The present study examined changes in total protein levels and phosphorylated forms of the molecular substrates CREB, DARPP-32, ERK2, and GluR1 in the NAc and DHC in mice that had undergone cocaine CPP followed by re-exposure to the environment in which cocaine or saline was given. Upon re-exposure to the chamber in which the mice were given cocaine higher P-CREB levels were found in both the NAc and DHC compared with saline or cocaine-treated mice re-exposed to the saline-paired environment. In the NAc there were correspondingly higher levels of Thr34 P-DARPP-32 and lower levels of Thr75 P-DARPP-32. Examination of P-ERK2 and phospho-GluR1 levels revealed no difference. In the DHC higher levels of P-ERK2 and phospho-GluR1 were observed.

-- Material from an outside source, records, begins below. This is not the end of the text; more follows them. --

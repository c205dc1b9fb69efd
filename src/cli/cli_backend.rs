use super::cli_main::ask;
use crate::Backend::api_types::{
    BufferRequest, CompoundAnalysisRequest, DilutionRequest, PhRequest, SearchType,
    StoichiometryRequest, SubstanceType,
};
use crate::Backend::client::{BackendClient, BackendError};
use crate::settings::AppConfig;
use prettytable::{Cell, Row, Table};
use reqwest::blocking::Client;
use serde_json::Map;

pub fn backend_menu(config: &AppConfig) {
    let backend = match BackendClient::from_config(config) {
        Ok(backend) => backend,
        Err(e) => {
            println!("Error: {}", e);
            return;
        }
    };
    loop {
        println!("\n=== Chemistry backend ({}) ===", backend.base_url());
        println!("1. Search compounds");
        println!("2. Compound details");
        println!("3. Compound safety");
        println!("4. Periodic table");
        println!("5. pH of a solution");
        println!("6. Buffer composition");
        println!("7. Dilution");
        println!("8. Molar mass");
        println!("9. Predict reaction");
        println!("10. AI compound analysis");
        println!("11. Similar compounds");
        println!("12. Balance equation");
        println!("13. Stoichiometry");
        println!("14. Inventory search");
        println!("15. AI structure explanation");
        println!("16. AI alternatives");
        println!("0. Back");
        let Some(choice) = ask("Choose option: ") else {
            break;
        };
        let result = match choice.as_str() {
            "1" => search(&backend),
            "2" => details(&backend),
            "3" => safety(&backend),
            "4" => periodic_table(&backend),
            "5" => ph(&backend),
            "6" => buffer(&backend),
            "7" => dilution(&backend),
            "8" => molar_mass(&backend),
            "9" => predict(&backend),
            "10" => analyze(&backend),
            "11" => similar(&backend),
            "12" => balance(&backend),
            "13" => stoichiometry(&backend),
            "14" => inventory(&backend),
            "15" => explain(&backend),
            "16" => alternatives(&backend),
            "0" => break,
            _ => {
                println!("Invalid option");
                Ok(())
            }
        };
        if let Err(e) = result {
            println!("Error: {}", e);
        }
    }
}

fn text(prompt: &str) -> Result<String, BackendError> {
    ask(prompt).ok_or_else(|| BackendError::Validation("no input".to_string()))
}

fn number(prompt: &str) -> Result<f64, BackendError> {
    let answer = text(prompt)?;
    answer
        .parse::<f64>()
        .map_err(|_| BackendError::Validation(format!("'{}' is not a number", answer)))
}

fn optional_number(prompt: &str) -> Result<Option<f64>, BackendError> {
    let answer = text(prompt)?;
    if answer.is_empty() {
        return Ok(None);
    }
    answer
        .parse::<f64>()
        .map(Some)
        .map_err(|_| BackendError::Validation(format!("'{}' is not a number", answer)))
}

fn cid(prompt: &str) -> Result<u64, BackendError> {
    let answer = text(prompt)?;
    answer
        .parse::<u64>()
        .map_err(|_| BackendError::Validation(format!("'{}' is not a CID", answer)))
}

fn search(backend: &BackendClient<Client>) -> Result<(), BackendError> {
    let query = text("Name, formula, SMILES or CAS: ")?;
    backend
        .search_compounds(&query, SearchType::guess(&query))?
        .pretty_print();
    Ok(())
}

fn details(backend: &BackendClient<Client>) -> Result<(), BackendError> {
    let info = backend.compound(cid("CID: ")?)?;
    let mut table = Table::new();
    table.add_row(Row::new(vec![Cell::new("CID"), Cell::new(&info.cid.to_string())]));
    table.add_row(Row::new(vec![
        Cell::new("IUPAC name"),
        Cell::new(info.iupac_name.as_deref().unwrap_or("-")),
    ]));
    table.add_row(Row::new(vec![
        Cell::new("Formula"),
        Cell::new(info.molecular_formula.as_deref().unwrap_or("-")),
    ]));
    for (key, value) in &info.properties {
        table.add_row(Row::new(vec![Cell::new(key), Cell::new(&value.to_string())]));
    }
    table.printstd();
    Ok(())
}

fn safety(backend: &BackendClient<Client>) -> Result<(), BackendError> {
    let info = backend.compound_safety(cid("CID: ")?)?;
    for key in ["ghs_pictograms", "hazard_statements", "precautionary_statements"] {
        println!("{}: {}", key, info.strings(key).join(", "));
    }
    if let Some(word) = info.0.get("signal_word").and_then(|v| v.as_str()) {
        println!("signal word: {}", word);
    }
    Ok(())
}

fn periodic_table(backend: &BackendClient<Client>) -> Result<(), BackendError> {
    let table_data = backend.periodic_table()?;
    let mut table = Table::new();
    table.add_row(Row::new(vec![
        Cell::new("Z"),
        Cell::new("Symbol"),
        Cell::new("Name"),
        Cell::new("Mass"),
        Cell::new("Category"),
    ]));
    for e in &table_data.elements {
        table.add_row(Row::new(vec![
            Cell::new(&e.atomic_number.to_string()),
            Cell::new(&e.symbol),
            Cell::new(&e.name),
            Cell::new(&e.atomic_mass.map(|m| format!("{:.4}", m)).unwrap_or_default()),
            Cell::new(e.category.as_deref().unwrap_or("")),
        ]));
    }
    table.printstd();
    Ok(())
}

fn ph(backend: &BackendClient<Client>) -> Result<(), BackendError> {
    let concentration = number("Concentration, M: ")?;
    println!("1. strong acid  2. strong base  3. weak acid  4. weak base");
    let substance_type = match text("Substance type: ")?.as_str() {
        "2" => SubstanceType::StrongBase,
        "3" => SubstanceType::WeakAcid,
        "4" => SubstanceType::WeakBase,
        _ => SubstanceType::StrongAcid,
    };
    let pka = match substance_type {
        SubstanceType::WeakAcid | SubstanceType::WeakBase => Some(number("pKa: ")?),
        _ => None,
    };
    let result = backend.calculate_ph(&PhRequest {
        concentration,
        substance_type,
        pka,
    })?;
    let character = if result.is_neutral {
        "neutral"
    } else if result.is_acidic {
        "acidic"
    } else {
        "basic"
    };
    println!("pH = {:.2} ({})", result.ph, character);
    Ok(())
}

fn buffer(backend: &BackendClient<Client>) -> Result<(), BackendError> {
    let request = BufferRequest {
        target_ph: number("Target pH: ")?,
        pka: number("pKa: ")?,
        total_concentration: optional_number("Total concentration, M [0.1]: ")?.unwrap_or(0.1),
    };
    let result = backend.calculate_buffer(&request)?;
    println!(
        "acid {:.4} M, base {:.4} M, capacity: {}",
        result.acid_concentration,
        result.base_concentration,
        result.buffer_capacity.as_deref().unwrap_or("-")
    );
    Ok(())
}

fn dilution(backend: &BackendClient<Client>) -> Result<(), BackendError> {
    let request = DilutionRequest {
        initial_concentration: number("C1: ")?,
        initial_volume: number("V1: ")?,
        final_concentration: optional_number("C2 (empty if unknown): ")?,
        final_volume: optional_number("V2 (empty if unknown): ")?,
    };
    let result = backend.calculate_dilution(&request)?;
    println!(
        "C2 = {}, V2 = {}, solvent to add: {}",
        result.final_concentration,
        result.final_volume,
        result.solvent_to_add.map(|v| v.to_string()).unwrap_or_default()
    );
    Ok(())
}

fn molar_mass(backend: &BackendClient<Client>) -> Result<(), BackendError> {
    let result = backend.molar_mass(&text("Formula: ")?)?;
    println!("M({}) = {:.3} {}", result.formula, result.molar_mass, result.unit);
    Ok(())
}

fn predict(backend: &BackendClient<Client>) -> Result<(), BackendError> {
    let line = text("Reactants, comma separated: ")?;
    let reactants: Vec<String> = line.split(',').map(str::to_string).collect();
    let prediction = backend.predict_reaction(&reactants, None)?;
    println!("{}", serde_json::to_string_pretty(&prediction)?);
    Ok(())
}

fn analyze(backend: &BackendClient<Client>) -> Result<(), BackendError> {
    let info = backend.compound(cid("CID: ")?)?;
    let request = CompoundAnalysisRequest {
        cid: info.cid,
        compound_name: info.iupac_name.clone().unwrap_or_default(),
        molecular_formula: info.molecular_formula.clone().unwrap_or_default(),
        smiles: info.canonical_smiles.clone(),
        properties: Map::new(),
        analysis_type: "general".to_string(),
        language: backend.language().to_string(),
    };
    let analysis = backend.analyze_compound(&request)?;
    println!("{}", serde_json::to_string_pretty(&analysis)?);
    Ok(())
}

fn similar(backend: &BackendClient<Client>) -> Result<(), BackendError> {
    let cid = cid("CID: ")?;
    let threshold = optional_number("Similarity threshold, % [90]: ")?.unwrap_or(90.0);
    let found = backend.similar_compounds(cid, threshold)?;
    for c in &found.similar_compounds {
        println!(
            "{:>10}  {}  {}  ({:.0}%)",
            c.cid,
            c.name.as_deref().unwrap_or("-"),
            c.molecular_formula.as_deref().unwrap_or("-"),
            c.similarity_score
        );
    }
    println!("{} similar compound(s)", found.count);
    Ok(())
}

fn balance(backend: &BackendClient<Client>) -> Result<(), BackendError> {
    let balanced = backend.balance_equation(&text("Equation, e.g. H2 + O2 = H2O: ")?)?;
    println!("{}", balanced.balanced);
    Ok(())
}

fn stoichiometry(backend: &BackendClient<Client>) -> Result<(), BackendError> {
    let request = StoichiometryRequest {
        equation: text("Equation: ")?,
        given_substance: text("Known substance: ")?,
        given_amount: number("Known amount: ")?,
        target_substance: text("Wanted substance: ")?,
        unit: {
            let unit = text("Unit (mol, g, L) [mol]: ")?;
            if unit.is_empty() { "mol".to_string() } else { unit }
        },
    };
    let result = backend.stoichiometry(&request)?;
    println!(
        "{} {} of {} (ratio {})",
        result.target_amount, result.unit, result.target_substance, result.molar_ratio
    );
    Ok(())
}

fn inventory(backend: &BackendClient<Client>) -> Result<(), BackendError> {
    let found = backend.search_inventory(&text("Material name (empty for all): ")?)?;
    let mut table = Table::new();
    table.add_row(Row::new(vec![
        Cell::new("ID"),
        Cell::new("Name"),
        Cell::new("CAS"),
        Cell::new("Price/kg"),
        Cell::new("Stock, kg"),
        Cell::new("GHS"),
    ]));
    for m in &found {
        table.add_row(Row::new(vec![
            Cell::new(&m.id.to_string()),
            Cell::new(&m.name),
            Cell::new(m.cas_number.as_deref().unwrap_or("-")),
            Cell::new(&m.price_per_kg.map(|p| format!("{:.2}", p)).unwrap_or_default()),
            Cell::new(&m.inventory_level.map(|l| format!("{:.1}", l)).unwrap_or_default()),
            Cell::new(&m.ghs_tags.as_ref().map(|t| t.join(" ")).unwrap_or_default()),
        ]));
    }
    table.printstd();
    Ok(())
}

fn explain(backend: &BackendClient<Client>) -> Result<(), BackendError> {
    let smiles = text("SMILES: ")?;
    let name = text("Compound name (optional): ")?;
    let focus = text("Focus (general, bonding, geometry, properties) [general]: ")?;
    let focus = if focus.is_empty() { "general" } else { focus.as_str() };
    let name = (!name.is_empty()).then_some(name.as_str());
    let explanation = backend.explain_structure(&smiles, name, focus)?;
    println!("{}", serde_json::to_string_pretty(&explanation)?);
    Ok(())
}

fn alternatives(backend: &BackendClient<Client>) -> Result<(), BackendError> {
    let name = text("Compound name: ")?;
    let formula = text("Molecular formula: ")?;
    let current_use = text("Current use: ")?;
    let criteria = text("Criteria (safer, cheaper, greener) [safer]: ")?;
    let criteria = if criteria.is_empty() { "safer" } else { criteria.as_str() };
    let suggestions = backend.suggest_alternatives(&name, &formula, &current_use, criteria)?;
    println!("{}", serde_json::to_string_pretty(&suggestions)?);
    Ok(())
}
use ChemLabKit::Utils::logging::init_logging;
use ChemLabKit::cli::cli_main::run_interactive_menu;
use ChemLabKit::settings::AppConfig;

pub fn main() {
    let mut config = match AppConfig::load() {
        Ok(config) => config,
        Err(e) => {
            eprintln!("Error: {}, using default configuration", e);
            AppConfig::default()
        }
    };
    if let Err(e) = init_logging(&config.log_level) {
        eprintln!("Logger not initialised: {}", e);
    }
    run_interactive_menu(&mut config);
}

These data suggest that association of environmental context with drug reward involves recruitment of the DHC–NAc circuit by activation of the DARPP-32/CREB pathway in the NAc and the ERK/CREB pathway in the DHC.

Nucleus accumbens pathways and cocaine-conditioned place preference

Dopamine in the NAc is the key neurotransmitter that mediates drug reward (Wise and Rompre 1989; Wise and Hoffman 1992) primarily via D1 dopamine receptors. Systemic D1 but not D2 dopamine receptor antagonists block the development of place preference to cocaine (Cervo and Samanin 1995; Graham et al. 2007). Similarly microinjection of the D1 antagonist SCH23390, but not the D2 antagonist sulpiride into the NAc blocks cocaine place preference (Baker et al. 1996, 1998).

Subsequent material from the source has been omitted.